## Work request
Type out all the data below, word for word.

####

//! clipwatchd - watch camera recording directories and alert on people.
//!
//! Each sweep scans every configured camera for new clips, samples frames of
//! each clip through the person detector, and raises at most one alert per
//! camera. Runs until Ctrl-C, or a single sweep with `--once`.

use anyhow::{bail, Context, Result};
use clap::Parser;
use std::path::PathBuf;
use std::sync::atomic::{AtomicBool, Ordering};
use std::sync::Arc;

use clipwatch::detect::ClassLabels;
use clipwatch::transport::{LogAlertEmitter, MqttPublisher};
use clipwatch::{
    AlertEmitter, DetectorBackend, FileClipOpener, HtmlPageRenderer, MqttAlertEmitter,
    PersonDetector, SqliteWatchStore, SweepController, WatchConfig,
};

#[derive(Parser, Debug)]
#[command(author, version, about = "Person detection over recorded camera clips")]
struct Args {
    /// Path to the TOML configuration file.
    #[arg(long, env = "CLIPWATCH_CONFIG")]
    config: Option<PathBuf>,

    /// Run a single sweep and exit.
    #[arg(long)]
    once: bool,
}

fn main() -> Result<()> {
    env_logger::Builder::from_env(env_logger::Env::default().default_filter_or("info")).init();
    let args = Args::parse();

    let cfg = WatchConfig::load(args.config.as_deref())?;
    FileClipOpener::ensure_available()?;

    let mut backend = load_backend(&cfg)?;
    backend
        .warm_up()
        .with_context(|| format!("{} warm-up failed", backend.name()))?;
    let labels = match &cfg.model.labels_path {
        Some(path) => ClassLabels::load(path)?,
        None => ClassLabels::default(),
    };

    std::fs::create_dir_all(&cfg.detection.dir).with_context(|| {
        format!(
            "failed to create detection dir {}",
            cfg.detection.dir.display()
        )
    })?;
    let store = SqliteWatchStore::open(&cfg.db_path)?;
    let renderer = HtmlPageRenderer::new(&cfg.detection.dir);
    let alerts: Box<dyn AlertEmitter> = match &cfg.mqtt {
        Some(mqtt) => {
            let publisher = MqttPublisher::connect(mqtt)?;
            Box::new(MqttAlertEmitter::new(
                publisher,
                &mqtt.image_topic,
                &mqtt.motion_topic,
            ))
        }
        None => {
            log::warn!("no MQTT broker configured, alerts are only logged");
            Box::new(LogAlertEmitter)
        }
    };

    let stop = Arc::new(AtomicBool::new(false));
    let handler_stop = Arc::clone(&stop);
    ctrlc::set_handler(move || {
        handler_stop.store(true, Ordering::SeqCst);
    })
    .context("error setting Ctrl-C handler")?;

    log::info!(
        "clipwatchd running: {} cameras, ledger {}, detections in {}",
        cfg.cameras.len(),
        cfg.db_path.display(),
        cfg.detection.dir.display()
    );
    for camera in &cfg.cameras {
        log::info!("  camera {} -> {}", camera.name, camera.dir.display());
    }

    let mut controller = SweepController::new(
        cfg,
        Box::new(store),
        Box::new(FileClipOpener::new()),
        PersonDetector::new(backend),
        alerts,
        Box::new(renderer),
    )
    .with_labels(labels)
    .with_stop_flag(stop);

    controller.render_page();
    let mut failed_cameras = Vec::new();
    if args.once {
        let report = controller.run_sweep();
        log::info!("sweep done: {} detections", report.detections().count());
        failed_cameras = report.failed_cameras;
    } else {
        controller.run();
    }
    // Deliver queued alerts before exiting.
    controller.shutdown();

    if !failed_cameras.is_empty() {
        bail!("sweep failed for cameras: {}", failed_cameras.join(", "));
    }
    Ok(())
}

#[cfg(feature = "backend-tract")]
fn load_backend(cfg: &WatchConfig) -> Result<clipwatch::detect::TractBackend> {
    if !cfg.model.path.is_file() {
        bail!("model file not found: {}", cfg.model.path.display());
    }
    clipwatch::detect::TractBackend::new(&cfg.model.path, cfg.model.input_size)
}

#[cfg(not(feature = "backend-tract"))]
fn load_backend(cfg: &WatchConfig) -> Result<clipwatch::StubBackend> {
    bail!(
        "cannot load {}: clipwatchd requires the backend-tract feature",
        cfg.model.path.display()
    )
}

####

## Output below
//! clipwatchd - watch camera recording directories and alert on people.
//!
//! Each sweep scans every configured camera for new clips, samples frames of
//! each clip through the person detector, and raises at most one alert per
//! camera. Runs until Ctrl-C, or a single sweep with `--once`.

use anyhow::{bail, Context, Result};
use clap::Parser;
use std::path::PathBuf;
use std::sync::atomic::{AtomicBool, Ordering};
use std::sync::Arc;

use clipwatch::detect::ClassLabels;
use clipwatch::transport::{LogAlertEmitter, MqttPublisher};
use clipwatch::{
    AlertEmitter, DetectorBackend, FileClipOpener, HtmlPageRenderer, MqttAlertEmitter,
    PersonDetector, SqliteWatchStore, SweepController, WatchConfig,
};

#[derive(Parser, Debug)]
#[command(author, version, about = "Person detection over recorded camera clips")]
struct Args {
    /// Path to the TOML configuration file.
    #[arg(long, env = "CLIPWATCH_CONFIG")]
    config: Option<PathBuf>,

    /// Run a single sweep and exit.
    #[arg(long)]
    once: bool,
}

fn main() -> Result<()> {
    env_logger::Builder::from_env(env_logger::Env::default().default_filter_or("info")).init();
    let args = Args::parse();

    let cfg = WatchConfig::load(args.config.as_deref())?;
    FileClipOpener::ensure_available()?;

    let mut backend = load_backend(&cfg)?;
    backend
        .warm_up()
        .with_context(|| format!("{} warm-up failed", backend.name()))?;
    let labels = match &cfg.model.labels_path {
        Some(path) => ClassLabels::load(path)?,
        None => ClassLabels::default(),
    };

    std::fs::create_dir_all(&cfg.detection.dir).with_context(|| {
        format!(
            "failed to create detection dir {}",
            cfg.detection.dir.display()
        )
    })?;
    let store = SqliteWatchStore::open(&cfg.db_path)?;
    let renderer = HtmlPageRenderer::new(&cfg.detection.dir);
    let alerts: Box<dyn AlertEmitter> = match &cfg.mqtt {
        Some(mqtt) => {
            let publisher = MqttPublisher::connect(mqtt)?;
            Box::new(MqttAlertEmitter::new(
                publisher,
                &mqtt.image_topic,
                &mqtt.motion_topic,
            ))
        }
        None => {
            log::warn!("no MQTT broker configured, alerts are only logged");
            Box::new(LogAlertEmitter)
        }
    };

    let stop = Arc::new(AtomicBool::new(false));
    let handler_stop = Arc::clone(&stop);
    ctrlc::set_handler(move || {
        handler_stop.store(true, Ordering::SeqCst);
    })
    .context("error setting Ctrl-C handler")?;

    log::info!(
        "clipwatchd running: {} cameras, ledger {}, detections in {}",
        cfg.cameras.len(),
        cfg.db_path.display(),
        cfg.detection.dir.display()
    );
    for camera in &cfg.cameras {
        log::info!("  camera {} -> {}", camera.name, camera.dir.display());
    }

    let mut controller = SweepController::new(
        cfg,
        Box::new(store),
        Box::new(FileClipOpener::new()),
        PersonDetector::new(backend),
        alerts,
        Box::new(renderer),
    )
    .with_labels(labels)
    .with_stop_flag(stop);

    controller.render_page();
    let mut failed_cameras = Vec::new();
    if args.once {
        let report = controller.run_sweep();
        log::info!("sweep done: {} detections", report.detections().count());
        failed_cameras = report.failed_cameras;
    } else {
        controller.run();
    }
    // Deliver queued alerts before exiting.
    controller.shutdown();

    if !failed_cameras.is_empty() {
        bail!("sweep failed for cameras: {}", failed_cameras.join(", "));
    }
    Ok(())
}

#[cfg(feature = "backend-tract")]
fn load_backend(cfg: &WatchConfig) -> Result<clipwatch::detect::TractBackend> {
    if !cfg.model.path.is_file() {
        bail!("model file not found: {}", cfg.model.path.display());
    }
    clipwatch::detect::TractBackend::new(&cfg.model.path, cfg.model.input_size)
}

#[cfg(not(feature = "backend-tract"))]
fn load_backend(cfg: &WatchConfig) -> Result<clipwatch::StubBackend> {
    bail!(
        "cannot load {}: clipwatchd requires the backend-tract feature",
        cfg.model.path.display()
    )
}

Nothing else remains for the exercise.